I really like how you build student choice into this process so that the end result will have lots of variety with everybody being able to learn from everybody else, jhalter! I'm not a card-carrying member of the critical thinking movement (I've always thought the word "thinking" should be good enough on its own... and just getting students to slow down, stop and THINK is a goal in and of itself, at least for me), but regardless of the label I can really appreciate how this activity builds on the contributions of all the students individually while also offering the students the chance to learn from each other and interact. Very nice!
My students post and comment at blogs, but it sounds like you are using the discussion board to create the same interactive space. One thing I like about the blogs is that each student gets to see their work accumulate over the course of the semester instead of disappearing into the discussion board; by the end of the semester, they can look back in their blogs and have lots to be pleased with in their effort and progress.
There are some terms on the list that are familiar, but a lot that are not! The Golden Rule is a special favorite of mine since that is a term that belongs to the world of philosophy and to the world of folklore and proverbs (which is what I study and teach). Here's a little Latin poem about the Golden Rule :
The things which are unwelcome to you (quae sunt ingrata tibi) you should not ever do (ne umquam feceris) to others (aliis): rather (contra) do unto others (fac aliis) the things which would be welcome to you (quae forent grata tibi).
Good morning laurakgibbs, I truly appreciate your feedback and insights. The true intent of the Canvas Community becomes reality with the sharing of ideas and practices.
As I continue to study the intellectuals standards (clarity, accuracy, precision, relevance, significance, depth, breadth, logic, fair mindedness) for critical thinking, I realize that the quality of our thinking can be improved if we reflect on each of the standards to assess our thinking. I do this with my own writing, speaking, listening, and reading. And...I also expect and hope my students will see it in their own communications skills as we practice and reflect.
It is a challenge since their are many barriers to critical thinking. I have included a mind map of my Ethics course that I use to explore the problems, questions, information, concepts, assumptions, interpretations/inferences, implications /consequences, and points of views (elements or parts of our thinking). The whole process provides us the skills to figure out things and enhance ethical traits.
I like your idea of having your students to slow down, stop and think is a good way to describe critical thinking.
Thanks for sharing the Golden Rule and the rich history behind it. The definition is a nice match to the Purpose in the picture below.
@kona thank you for sharing Questions for Statistics. You have many great ideas for Discussions and how students use Questions (an element of critical thinking) to foster their understanding and other students. I am planning to modify some of my Discussions in my courses and plan to use a few of your ideas. Thanks!
Questions for an online course are difficult to do but your examples are priceless. Questions can help us (instructors and students) greatly with the standards and elements of critical thinking.

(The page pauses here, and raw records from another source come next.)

//! Route planning service used by the bot state machine.
//!
//! The state machine treats the pathfinder as a black box: it asks for at most
//! [`SimConfig::MAX_PATH_POINTS`] points from a start position to a target and
//! parks the bot when the answer is an error.
use std::collections::{BTreeMap, BTreeSet};

use arrayvec::ArrayVec;

use crate::colldet::{CharacterProximity, CollisionFilter, CollisionMap};
use crate::config::SimConfig;
use crate::error::{ErrorSeverity, GameError};
use crate::geometry::{Gps, Point};

/// Planned route, excluding the start position.
pub type PathPoints = ArrayVec<Point, { SimConfig::MAX_PATH_POINTS }>;

/// Why no route was produced.
#[derive(Clone, Debug, PartialEq, Eq, thiserror::Error)]
#[cfg_attr(feature = "serde", derive(serde::Serialize, serde::Deserialize))]
pub enum PathError {
    #[error("no path to target")]
    NoPath,

    #[error("path needs {needed} points, at most {max} allowed")]
    TooManyPoints { needed: usize, max: usize },
}

impl GameError for PathError {
    fn severity(&self) -> ErrorSeverity {
        ErrorSeverity::Recoverable
    }

    fn error_code(&self) -> &'static str {
        match self {
            Self::NoPath => "PATH_NO_PATH",
            Self::TooManyPoints { .. } => "PATH_TOO_MANY_POINTS",
        }
    }
}

/// One routing query.
#[derive(Clone, Copy)]
pub struct PathRequest<'a> {
    pub from: Gps,
    pub to: Point,
    pub max_points: usize,
    pub filter: &'a CollisionFilter,
    /// When set, route segments must also be free of other characters.
    pub avoid: Option<&'a CharacterProximity<'a>>,
}

impl<'a> PathRequest<'a> {
    pub fn new(from: Gps, to: Point, filter: &'a CollisionFilter) -> Self {
        Self {
            from,
            to,
            max_points: SimConfig::MAX_PATH_POINTS,
            filter,
            avoid: None,
        }
    }

    #[must_use]
    pub fn avoiding(mut self, avoid: &'a CharacterProximity<'a>) -> Self {
        self.avoid = Some(avoid);
        self
    }

    /// Whether a character could walk `from -> to` on the request's level.
    fn segment_clear(&self, map: &CollisionMap<'_>, from: Point, to: Point) -> bool {
        let z = self.from.z;
        if map.direct_line_blocked(from, to, z, Some(self.filter)) {
            return false;
        }
        self.avoid
            .is_none_or(|avoid| avoid.is_segment_free(from, to, z))
    }
}

/// Computes a route between two positions on one level.
pub trait Pathfinder {
    fn find_path(
        &self,
        map: &CollisionMap<'_>,
        request: &PathRequest<'_>,
    ) -> Result<PathPoints, PathError>;
}

/// Accepts only a direct line to the target.
#[derive(Clone, Copy, Debug, Default)]
pub struct StraightLinePathfinder;

impl Pathfinder for StraightLinePathfinder {
    fn find_path(
        &self,
        map: &CollisionMap<'_>,
        request: &PathRequest<'_>,
    ) -> Result<PathPoints, PathError> {
        if !request.segment_clear(map, request.from.point(), request.to) {
            return Err(PathError::NoPath);
        }
        if request.max_points == 0 {
            return Err(PathError::TooManyPoints { needed: 1, max: 0 });
        }
        let mut path = PathPoints::new();
        path.push(request.to);
        Ok(path)
    }
}

#[derive(Clone, Copy, Debug, PartialEq, Eq, PartialOrd, Ord)]
struct OpenNode {
    f: u32,
    h: u32,
    y: i32,
    x: i32,
}

type Tile = (i32, i32);

/// A* over tile centres in a window around start and goal, followed by
/// line-of-sight smoothing. Falls back to the direct line when it is clear.
#[derive(Clone, Copy, Debug)]
pub struct TileGridPathfinder {
    /// Tiles searched beyond the start/goal bounding box.
    pub search_margin: i32,
}

impl TileGridPathfinder {
    pub const DEFAULT_SEARCH_MARGIN: i32 = 6;

    pub fn new(search_margin: i32) -> Self {
        Self { search_margin }
    }

    fn tile_of(p: Point) -> Tile {
        (p.x.floor() as i32, p.y.floor() as i32)
    }

    fn center(tile: Tile) -> Point {
        Point::tile_center(tile.0, tile.1)
    }

    fn manhattan(a: Tile, b: Tile) -> u32 {
        a.0.abs_diff(b.0) + a.1.abs_diff(b.1)
    }

    fn grid_route(
        &self,
        map: &CollisionMap<'_>,
        request: &PathRequest<'_>,
    ) -> Option<Vec<Tile>> {
        let level = map.ship().level(request.from.z)?;
        let start = Self::tile_of(request.from.point());
        let goal = Self::tile_of(request.to);

        let x0 = (start.0.min(goal.0) - self.search_margin).max(0);
        let y0 = (start.1.min(goal.1) - self.search_margin).max(0);
        let x1 = (start.0.max(goal.0) + self.search_margin).min(level.xlen - 1);
        let y1 = (start.1.max(goal.1) + self.search_margin).min(level.ylen - 1);
        let in_window = |t: Tile| t.0 >= x0 && t.0 <= x1 && t.1 >= y0 && t.1 <= y1;

        let mut open = BTreeSet::new();
        let mut g_score: BTreeMap<Tile, u32> = BTreeMap::new();
        let mut came_from: BTreeMap<Tile, Tile> = BTreeMap::new();
        let h = Self::manhattan(start, goal);
        open.insert(OpenNode {
            f: h,
            h,
            y: start.1,
            x: start.0,
        });
        g_score.insert(start, 0);

        while let Some(current) = open.pop_first() {
            let tile = (current.x, current.y);
            if tile == goal {
                let mut route = vec![goal];
                let mut cursor = goal;
                while let Some(prev) = came_from.get(&cursor) {
                    cursor = *prev;
                    route.push(cursor);
                }
                route.reverse();
                return Some(route);
            }
            let cur_g = g_score.get(&tile).copied().unwrap_or(u32::MAX);
            let neighbors = [
                (tile.0, tile.1 - 1),
                (tile.0 + 1, tile.1),
                (tile.0, tile.1 + 1),
                (tile.0 - 1, tile.1),
            ];
            for next in neighbors {
                if !in_window(next) {
                    continue;
                }
                let from = if tile == start {
                    request.from.point()
                } else {
                    Self::center(tile)
                };
                let to = if next == goal {
                    request.to
                } else {
                    Self::center(next)
                };
                if !request.segment_clear(map, from, to) {
                    continue;
                }
                let tentative = cur_g.saturating_add(1);
                if tentative < g_score.get(&next).copied().unwrap_or(u32::MAX) {
                    came_from.insert(next, tile);
                    g_score.insert(next, tentative);
                    let h = Self::manhattan(next, goal);
                    open.insert(OpenNode {
                        f: tentative + h,
                        h,
                        y: next.1,
                        x: next.0,
                    });
                }
            }
        }
        None
    }
}

impl Default for TileGridPathfinder {
    fn default() -> Self {
        Self::new(Self::DEFAULT_SEARCH_MARGIN)
    }
}

impl Pathfinder for TileGridPathfinder {
    fn find_path(
        &self,
        map: &CollisionMap<'_>,
        request: &PathRequest<'_>,
    ) -> Result<PathPoints, PathError> {
        if let Ok(path) = StraightLinePathfinder.find_path(map, request) {
            return Ok(path);
        }
        if map.point_blocked(request.to, request.from.z, Some(request.filter)) {
            return Err(PathError::NoPath);
        }

        let route = self.grid_route(map, request).ok_or(PathError::NoPath)?;
        let mut corners: Vec<Point> = route
            .iter()
            .skip(1)
            .map(|tile| Self::center(*tile))
            .collect();
        match corners.last_mut() {
            Some(last) => *last = request.to,
            None => corners.push(request.to),
        }

        // keep only the points where line of sight breaks
        let mut smoothed = Vec::with_capacity(corners.len());
        let mut anchor = request.from.point();
        let mut i = 0;
        while i < corners.len() {
            let mut reach = i;
            for j in (i + 1..corners.len()).rev() {
                if request.segment_clear(map, anchor, corners[j]) {
                    reach = j;
                    break;
                }
            }
            smoothed.push(corners[reach]);
            anchor = corners[reach];
            i = reach + 1;
        }

        let max = request.max_points.min(SimConfig::MAX_PATH_POINTS);
        if smoothed.len() > max {
            return Err(PathError::TooManyPoints {
                needed: smoothed.len(),
                max,
            });
        }
        Ok(smoothed.into_iter().collect())
    }
}
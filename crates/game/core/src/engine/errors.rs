//! Frame step errors.

use crate::env::OracleError;
use crate::error::{ErrorSeverity, GameError};
use crate::state::RegistryError;

/// Errors that abort a frame step.
///
/// Everything a single bot can get wrong is handled in place; only missing
/// oracles and bookkeeping failures reach the caller.
#[derive(Clone, Debug, PartialEq, thiserror::Error)]
#[cfg_attr(feature = "serde", derive(serde::Serialize, serde::Deserialize))]
pub enum EngineError {
    #[error("environment incomplete: {0}")]
    Oracle(#[from] OracleError),

    #[error("bot registry out of sync: {0}")]
    Registry(#[from] RegistryError),

    /// The frame length is negative or not a number.
    #[error("invalid frame length {0}")]
    InvalidFrame(f32),
}

impl GameError for EngineError {
    fn severity(&self) -> ErrorSeverity {
        match self {
            EngineError::Oracle(err) => err.severity(),
            EngineError::Registry(_) => ErrorSeverity::Internal,
            EngineError::InvalidFrame(_) => ErrorSeverity::Validation,
        }
    }

    fn error_code(&self) -> &'static str {
        match self {
            EngineError::Oracle(err) => err.error_code(),
            EngineError::Registry(err) => err.error_code(),
            EngineError::InvalidFrame(_) => "ENGINE_INVALID_FRAME",
        }
    }
}
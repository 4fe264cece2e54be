//! Combat resolution.
//!
//! Everything that changes a bot's energy goes through [`apply_hit`], which
//! also handles the consequences of a kill: messages, loot, decals and the
//! move to the dead list. [`fire_shot`] is the attacker's side.
//!
//! Bots are usually taken out of the registry while these run, so group
//! helpers only ever see the *other* members of a group.

mod blood;
mod group;
mod hit;
mod kill;
mod shot;
mod treasure;

pub use blood::spray_blood;
pub use group::{group_turn_hostile, is_grouped, set_rest_of_group_to_state};
pub use hit::{Hit, HitOutcome, apply_hit};
pub use kill::kill_bot;
pub use shot::fire_shot;
pub use treasure::drop_treasure;
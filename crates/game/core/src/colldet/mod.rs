//! Collision detection: segment/point queries against glued obstacles across
//! level boundaries, character proximity, and escaping from obstacles.
mod direct_line;
mod escape;
mod filter;
mod neighborhood;
mod proximity;

pub use direct_line::CollisionMap;
pub use filter::{CollisionFilter, FilterKind};
pub use neighborhood::{resolve_virtual_position, update_virtual_position, virtual_neighbor_index};
pub use proximity::CharacterProximity;
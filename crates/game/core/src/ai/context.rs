//! Everything one bot tick may read or mutate, besides the bot itself.
use crate::colldet::{CollisionFilter, CollisionMap, update_virtual_position};
use crate::config::SimConfig;
use crate::env::{DroidSpec, Oracles, RngOracle};
use crate::events::{EventSink, SimEvent};
use crate::geometry::{Gps, LevelId, Point};
use crate::map::Ship;
use crate::state::{BotRegistry, Player};

/// Borrowed view of the world for the duration of one bot's tick.
///
/// The simulated bot is taken out of [`BotRegistry`] while it runs, so
/// lookups through `bots` never alias it.
pub struct TickContext<'a> {
    pub ship: &'a mut Ship,
    pub bots: &'a mut BotRegistry,
    pub player: &'a mut Player,
    pub rng: &'a mut dyn RngOracle,
    pub oracles: Oracles<'a>,
    pub config: &'a SimConfig,
    pub events: &'a mut dyn EventSink,
    /// Seconds simulated by this frame.
    pub dt: f32,
}

impl TickContext<'_> {
    pub fn map(&self) -> CollisionMap<'_> {
        CollisionMap::new(&*self.ship, self.oracles.obstacles)
    }

    /// Whether a character could walk the straight line `from -> to` on `z`.
    pub fn can_walk(&self, from: Point, to: Point, z: LevelId) -> bool {
        !self
            .map()
            .direct_line_blocked(from, to, z, Some(&CollisionFilter::WALKABLE))
    }

    /// Whether a droid of type `spec` can strike along `from -> to` on `z`.
    ///
    /// Bullets fly over ground-level obstacles; melee attackers have to walk
    /// the line.
    pub fn can_shoot(&self, spec: &DroidSpec, from: Point, to: Point, z: LevelId) -> bool {
        let filter = if spec.weapon.melee {
            CollisionFilter::WALKABLE
        } else {
            CollisionFilter::FLYABLE
        };
        !self.map().direct_line_blocked(from, to, z, Some(&filter))
    }

    /// The player's position in level `z`'s frame, if `z` can see it.
    pub fn player_in(&self, z: LevelId) -> Option<Gps> {
        update_virtual_position(&*self.ship, self.player.pos, z)
    }

    pub fn emit(&mut self, event: SimEvent) {
        self.events.emit(event);
    }
}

Thanks! It's definitely been a labor of love, but discussions are so critical to online courses that overall I've enjoyed working on them!
This is great! Now you've got me pondering a writing unit I could create on "applying critical skills to your own creative fiction" or something like that. If I can make something like that work, I'll come back here and share! 🙂
Yes, exactly: what I need to do is adapt them somewhat to NARRATIVE, removing some items which are less pertinent and replacing those with items that are more about the formal elements that constitute narrative. What's exciting about this is that I can present this as an optional exercise for my students, most of whom are not majoring in humanities: if I present the critical thinking vocabulary to them (which they are surely familiar with from their major courses) and then show how much of that can be applied to narrative writing, I can maybe prompt them to see their writing for the class in a new way, while also soliciting their feedback to see what they think of this whole project of adapting critical thinking models to creative fiction.
The link for the standards did not work but I am pretty sure this is the page you mean, right?
Although it is actually the elements page which is the more relevant I think, so I will probably focus on that first and see how it goes! For example, I like the idea of presenting them with the idea that there needs to be "data, information, and evidence," even though that data, information, and evidence might be coming from the writer's imagination!